Line by line, output the material without altering anything.

═══ DATA IN THIS EXERCISE

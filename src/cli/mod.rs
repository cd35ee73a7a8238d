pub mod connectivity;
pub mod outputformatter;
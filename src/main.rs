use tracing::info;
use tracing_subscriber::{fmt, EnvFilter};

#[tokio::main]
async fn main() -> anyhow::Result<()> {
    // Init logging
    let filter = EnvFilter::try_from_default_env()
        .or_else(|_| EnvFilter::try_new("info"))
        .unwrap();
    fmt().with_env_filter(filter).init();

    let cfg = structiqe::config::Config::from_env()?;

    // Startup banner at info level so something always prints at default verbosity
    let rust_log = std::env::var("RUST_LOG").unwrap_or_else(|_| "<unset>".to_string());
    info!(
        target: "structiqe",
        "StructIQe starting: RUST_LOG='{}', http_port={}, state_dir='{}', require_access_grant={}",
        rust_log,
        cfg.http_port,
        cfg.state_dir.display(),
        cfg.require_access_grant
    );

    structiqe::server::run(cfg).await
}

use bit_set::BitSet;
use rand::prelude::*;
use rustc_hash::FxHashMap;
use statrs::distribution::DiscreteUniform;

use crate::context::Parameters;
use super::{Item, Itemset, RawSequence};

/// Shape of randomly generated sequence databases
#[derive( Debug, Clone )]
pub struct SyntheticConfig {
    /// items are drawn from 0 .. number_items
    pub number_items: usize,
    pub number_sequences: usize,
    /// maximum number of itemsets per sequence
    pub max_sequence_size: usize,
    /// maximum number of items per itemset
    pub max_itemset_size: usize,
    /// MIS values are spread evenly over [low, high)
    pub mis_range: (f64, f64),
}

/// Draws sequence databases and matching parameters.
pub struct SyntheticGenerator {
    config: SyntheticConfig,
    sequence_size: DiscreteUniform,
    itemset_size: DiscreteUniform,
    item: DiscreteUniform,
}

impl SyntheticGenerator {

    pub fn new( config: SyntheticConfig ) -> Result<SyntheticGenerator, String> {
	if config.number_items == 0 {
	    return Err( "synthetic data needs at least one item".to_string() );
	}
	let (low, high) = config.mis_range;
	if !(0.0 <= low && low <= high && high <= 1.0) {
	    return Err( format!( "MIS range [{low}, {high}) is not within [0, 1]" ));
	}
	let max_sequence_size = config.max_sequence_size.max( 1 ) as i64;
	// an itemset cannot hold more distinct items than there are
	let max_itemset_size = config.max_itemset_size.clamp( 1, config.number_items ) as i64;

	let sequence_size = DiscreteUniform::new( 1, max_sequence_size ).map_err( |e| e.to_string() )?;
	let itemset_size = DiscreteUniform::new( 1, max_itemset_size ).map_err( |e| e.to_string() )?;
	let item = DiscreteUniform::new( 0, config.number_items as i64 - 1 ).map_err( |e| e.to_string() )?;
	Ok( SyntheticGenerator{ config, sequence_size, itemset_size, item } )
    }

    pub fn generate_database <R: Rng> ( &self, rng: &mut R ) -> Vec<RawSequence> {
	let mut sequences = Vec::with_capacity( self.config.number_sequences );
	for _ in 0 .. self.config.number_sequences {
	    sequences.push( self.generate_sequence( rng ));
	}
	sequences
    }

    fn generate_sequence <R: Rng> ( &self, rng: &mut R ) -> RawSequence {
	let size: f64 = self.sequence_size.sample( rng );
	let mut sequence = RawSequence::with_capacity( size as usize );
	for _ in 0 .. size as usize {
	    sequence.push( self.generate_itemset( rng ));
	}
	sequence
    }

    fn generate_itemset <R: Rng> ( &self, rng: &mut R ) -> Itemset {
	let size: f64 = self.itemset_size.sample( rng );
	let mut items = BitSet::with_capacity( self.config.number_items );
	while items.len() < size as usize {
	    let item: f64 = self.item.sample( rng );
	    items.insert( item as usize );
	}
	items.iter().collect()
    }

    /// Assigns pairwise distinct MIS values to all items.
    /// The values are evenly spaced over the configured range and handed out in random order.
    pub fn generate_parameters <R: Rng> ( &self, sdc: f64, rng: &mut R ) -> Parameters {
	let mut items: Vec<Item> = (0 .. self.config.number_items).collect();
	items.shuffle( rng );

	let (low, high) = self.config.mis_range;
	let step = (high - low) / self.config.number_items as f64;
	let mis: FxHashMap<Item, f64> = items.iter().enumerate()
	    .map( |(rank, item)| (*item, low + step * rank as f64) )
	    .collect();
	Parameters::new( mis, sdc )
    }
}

══════

SOLUTION TO THE EXERCISE
filename src/cli/mod.rs
repository cd35ee73a7a8238d
pub mod connectivity;
pub mod outputformatter;
filename src/main.rs
use tracing::info;
use tracing_subscriber::{fmt, EnvFilter};

#[tokio::main]
async fn main() -> anyhow::Result<()> {
    // Init logging
    let filter = EnvFilter::try_from_default_env()
        .or_else(|_| EnvFilter::try_new("info"))
        .unwrap();
    fmt().with_env_filter(filter).init();

    let cfg = structiqe::config::Config::from_env()?;

    // Startup banner at info level so something always prints at default verbosity
    let rust_log = std::env::var("RUST_LOG").unwrap_or_else(|_| "<unset>".to_string());
    info!(
        target: "structiqe",
        "StructIQe starting: RUST_LOG='{}', http_port={}, state_dir='{}', require_access_grant={}",
        rust_log,
        cfg.http_port,
        cfg.state_dir.display(),
        cfg.require_access_grant
    );

    structiqe::server::run(cfg).await
}

use bit_set::BitSet;
use rand::prelude::*;
use rustc_hash::FxHashMap;
use statrs::distribution::DiscreteUniform;

use crate::context::Parameters;
use super::{Item, Itemset, RawSequence};

/// Shape of randomly generated sequence databases
#[derive( Debug, Clone )]
pub struct SyntheticConfig {
    /// items are drawn from 0 .. number_items
    pub number_items: usize,
    pub number_sequences: usize,
    /// maximum number of itemsets per sequence
    pub max_sequence_size: usize,
    /// maximum number of items per itemset
    pub max_itemset_size: usize,
    /// MIS values are spread evenly over [low, high)
    pub mis_range: (f64, f64),
}

/// Draws sequence databases and matching parameters.
pub struct SyntheticGenerator {
    config: SyntheticConfig,
    sequence_size: DiscreteUniform,
    itemset_size: DiscreteUniform,
    item: DiscreteUniform,
}

impl SyntheticGenerator {

    pub fn new( config: SyntheticConfig ) -> Result<SyntheticGenerator, String> {
	if config.number_items == 0 {
	    return Err( "synthetic data needs at least one item".to_string() );
	}
	let (low, high) = config.mis_range;
	if !(0.0 <= low && low <= high && high <= 1.0) {
	    return Err( format!( "MIS range [{low}, {high}) is not within [0, 1]" ));
	}
	let max_sequence_size = config.max_sequence_size.max( 1 ) as i64;
	// an itemset cannot hold more distinct items than there are
	let max_itemset_size = config.max_itemset_size.clamp( 1, config.number_items ) as i64;

	let sequence_size = DiscreteUniform::new( 1, max_sequence_size ).map_err( |e| e.to_string() )?;
	let itemset_size = DiscreteUniform::new( 1, max_itemset_size ).map_err( |e| e.to_string() )?;
	let item = DiscreteUniform::new( 0, config.number_items as i64 - 1 ).map_err( |e| e.to_string() )?;
	Ok( SyntheticGenerator{ config, sequence_size, itemset_size, item } )
    }

    pub fn generate_database <R: Rng> ( &self, rng: &mut R ) -> Vec<RawSequence> {
	let mut sequences = Vec::with_capacity( self.config.number_sequences );
	for _ in 0 .. self.config.number_sequences {
	    sequences.push( self.generate_sequence( rng ));
	}
	sequences
    }

    fn generate_sequence <R: Rng> ( &self, rng: &mut R ) -> RawSequence {
	let size: f64 = self.sequence_size.sample( rng );
	let mut sequence = RawSequence::with_capacity( size as usize );
	for _ in 0 .. size as usize {
	    sequence.push( self.generate_itemset( rng ));
	}
	sequence
    }

    fn generate_itemset <R: Rng> ( &self, rng: &mut R ) -> Itemset {
	let size: f64 = self.itemset_size.sample( rng );
	let mut items = BitSet::with_capacity( self.config.number_items );
	while items.len() < size as usize {
	    let item: f64 = self.item.sample( rng );
	    items.insert( item as usize );
	}
	items.iter().collect()
    }

    /// Assigns pairwise distinct MIS values to all items.
    /// The values are evenly spaced over the configured range and handed out in random order.
    pub fn generate_parameters <R: Rng> ( &self, sdc: f64, rng: &mut R ) -> Parameters {
	let mut items: Vec<Item> = (0 .. self.config.number_items).collect();
	items.shuffle( rng );

	let (low, high) = self.config.mis_range;
	let step = (high - low) / self.config.number_items as f64;
	let mis: FxHashMap<Item, f64> = items.iter().enumerate()
	    .map( |(rank, item)| (*item, low + step * rank as f64) )
	    .collect();
	Parameters::new( mis, sdc )
    }
}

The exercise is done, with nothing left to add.